Despite the hoopla about how everything on the Web is becoming increasingly social, BlipSnips chief executive John Bliss said that online video remains a remarkably un-social experience — and that’s a problem BlipSnips is trying to solve.
This will probably resonate if you’ve ever been sent a link to a video that you or a friend appears in, or if you’ve been tagged in a video on Facebook. In fact, Bliss said the idea for the company came from his own experience of being sent a video of a bike race. He shows up briefly in the video, but he said it was “very frustrating” that had to watch minutes of semi-related video to find the relevant portion, since there was no easy way for him to figure out where he actually appeared. (At best, you can include awkward comments when you send a video, like, “Skip to 1:30”.)
The BlipSnips solution: You can tag people, or anything else, at any point in the footage. If your friend appears three minutes into a video, you can tag the spot where they actually show up. Or if the real highlight of the video begins 30 seconds in, you can add a tag to communicate that. The tags also create searchable data, so you can look for all the videos featuring a certain person or location.
The Boulder, Colo. startup’s tagging tools were already available on its website, but today it’s launching an iPhone application (so you can film and tag videos from your phone) and a Facebook app as well (so that you can tag and share videos on the social networking site).
Apparently, Bliss wasn’t the only one who felt there was a need here. Chris Kelly, Facebook’s former chief privacy officer (who launched an unsuccessful bid to win the Democratic Party’s nomination for California Attorney General last year), was the lead investor in BlipSnips’ angel funding, and he’s also an advisor to the company’s board of directors.

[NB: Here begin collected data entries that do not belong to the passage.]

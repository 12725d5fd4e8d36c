//! Company directory form.

use serde::Deserialize;

use crate::errors::AppError;

pub const COMPANY_REQUIRED_MESSAGE: &str = "Company name and industry are required.";

#[derive(Debug, Clone, Default, Deserialize)]
#[serde(default)]
pub struct CompanyForm {
    pub name: String,
    pub industry: String,
    pub location: String,
    pub website: String,
    pub description: String,
    pub logo: String,
}

#[derive(Debug, Clone, PartialEq)]
pub struct CompanyFields {
    pub name: String,
    pub industry: String,
    pub location: String,
    pub website: String,
    pub description: String,
    pub logo: String,
}

impl CompanyForm {
    pub fn parse(self) -> Result<CompanyFields, AppError> {
        let name = self.name.trim().to_string();
        let industry = self.industry.trim().to_string();
        if name.is_empty() || industry.is_empty() {
            return Err(AppError::Validation(COMPANY_REQUIRED_MESSAGE.to_string()));
        }

        Ok(CompanyFields {
            name,
            industry,
            location: self.location.trim().to_string(),
            website: self.website.trim().to_string(),
            description: self.description,
            logo: self.logo.trim().to_string(),
        })
    }
}
//! Upload validation: which files the pipeline accepts and how each kind is
//! routed (images go through OCR, everything else gets placeholder fields).

use bytes::Bytes;

/// Extensions offered by the upload picker.
pub const ALLOWED_EXTENSIONS: &[&str] = &["pdf", "doc", "docx", "png", "jpg", "jpeg"];

const PDF_MIME: &str = "application/pdf";
const MSWORD_MIME: &str = "application/msword";
const GENERIC_MIME: &str = "application/octet-stream";

pub const INVALID_TYPE_MESSAGE: &str = "Please upload a valid PDF, image, or document file.";
pub const MISSING_FILE_MESSAGE: &str = "Please select a file.";

#[derive(Debug, Clone, Copy, PartialEq, Eq)]
pub enum ResumeKind {
    Pdf,
    Image,
    Document,
}

impl ResumeKind {
    /// Classifies a MIME type against the allow-list: `application/pdf`,
    /// any `image/*`, and document types (`application/msword` or anything
    /// naming a "document", e.g. the OOXML word-processing type).
    pub fn from_mime(mime: &str) -> Option<Self> {
        let essence = mime
            .split(';')
            .next()
            .unwrap_or_default()
            .trim()
            .to_ascii_lowercase();
        if essence == PDF_MIME {
            Some(ResumeKind::Pdf)
        } else if essence.starts_with("image/") {
            Some(ResumeKind::Image)
        } else if essence == MSWORD_MIME || essence.contains("document") {
            Some(ResumeKind::Document)
        } else {
            None
        }
    }

    pub fn is_image(self) -> bool {
        self == ResumeKind::Image
    }
}

/// A file selected by the student, as received by the API.
#[derive(Debug, Clone)]
pub struct ResumeFile {
    pub filename: String,
    pub content_type: Option<String>,
    pub data: Bytes,
}

/// A file that passed validation.
#[derive(Debug, Clone)]
pub struct ValidatedResume {
    pub filename: String,
    pub mime: String,
    pub kind: ResumeKind,
    pub extension: String,
    pub data: Bytes,
}

impl ResumeFile {
    /// Validates the declared MIME type. When the client sent none (or the
    /// generic octet-stream), the type is guessed from an allow-listed
    /// extension instead. Returns the user-facing rejection message on failure.
    pub fn validate(self) -> Result<ValidatedResume, &'static str> {
        if self.data.is_empty() {
            return Err(MISSING_FILE_MESSAGE);
        }

        let extension = file_extension(&self.filename);
        let declared = self
            .content_type
            .as_deref()
            .map(str::trim)
            .filter(|m| !m.is_empty() && !m.eq_ignore_ascii_case(GENERIC_MIME));

        let mime = match declared {
            Some(m) => m.to_string(),
            None => {
                let ext = extension
                    .as_deref()
                    .filter(|e| ALLOWED_EXTENSIONS.contains(e))
                    .ok_or(INVALID_TYPE_MESSAGE)?;
                mime_guess::from_ext(ext)
                    .first_raw()
                    .ok_or(INVALID_TYPE_MESSAGE)?
                    .to_string()
            }
        };

        let kind = ResumeKind::from_mime(&mime).ok_or(INVALID_TYPE_MESSAGE)?;
        // The extension ends up in storage keys and scratch file names.
        let extension = extension
            .filter(|e| ALLOWED_EXTENSIONS.contains(&e.as_str()))
            .unwrap_or_else(|| default_extension(kind, &mime).to_string());

        Ok(ValidatedResume {
            filename: self.filename,
            mime,
            kind,
            extension,
            data: self.data,
        })
    }
}

fn file_extension(filename: &str) -> Option<String> {
    let (stem, ext) = filename.rsplit_once('.')?;
    if stem.is_empty() || ext.is_empty() {
        return None;
    }
    Some(ext.to_ascii_lowercase())
}

fn default_extension(kind: ResumeKind, mime: &str) -> &'static str {
    match kind {
        ResumeKind::Pdf => "pdf",
        ResumeKind::Document if mime.contains("openxmlformats") => "docx",
        ResumeKind::Document => "doc",
        ResumeKind::Image => mime_guess::get_mime_extensions_str(mime)
            .and_then(|exts| exts.first().copied())
            .unwrap_or("img"),
    }
}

“The idea of social photography has existed for many years, but as video grows into such a dominant medium on the web, BlipSnips has brought much of that same social functionality to video for the first time,” Kelly said in a press release.
Bliss said he plans to keep BlipSnips free for consumers and to explore other revenue options like advertising and selling a customized service to businesses. BlipSnips was incubated by TechStars.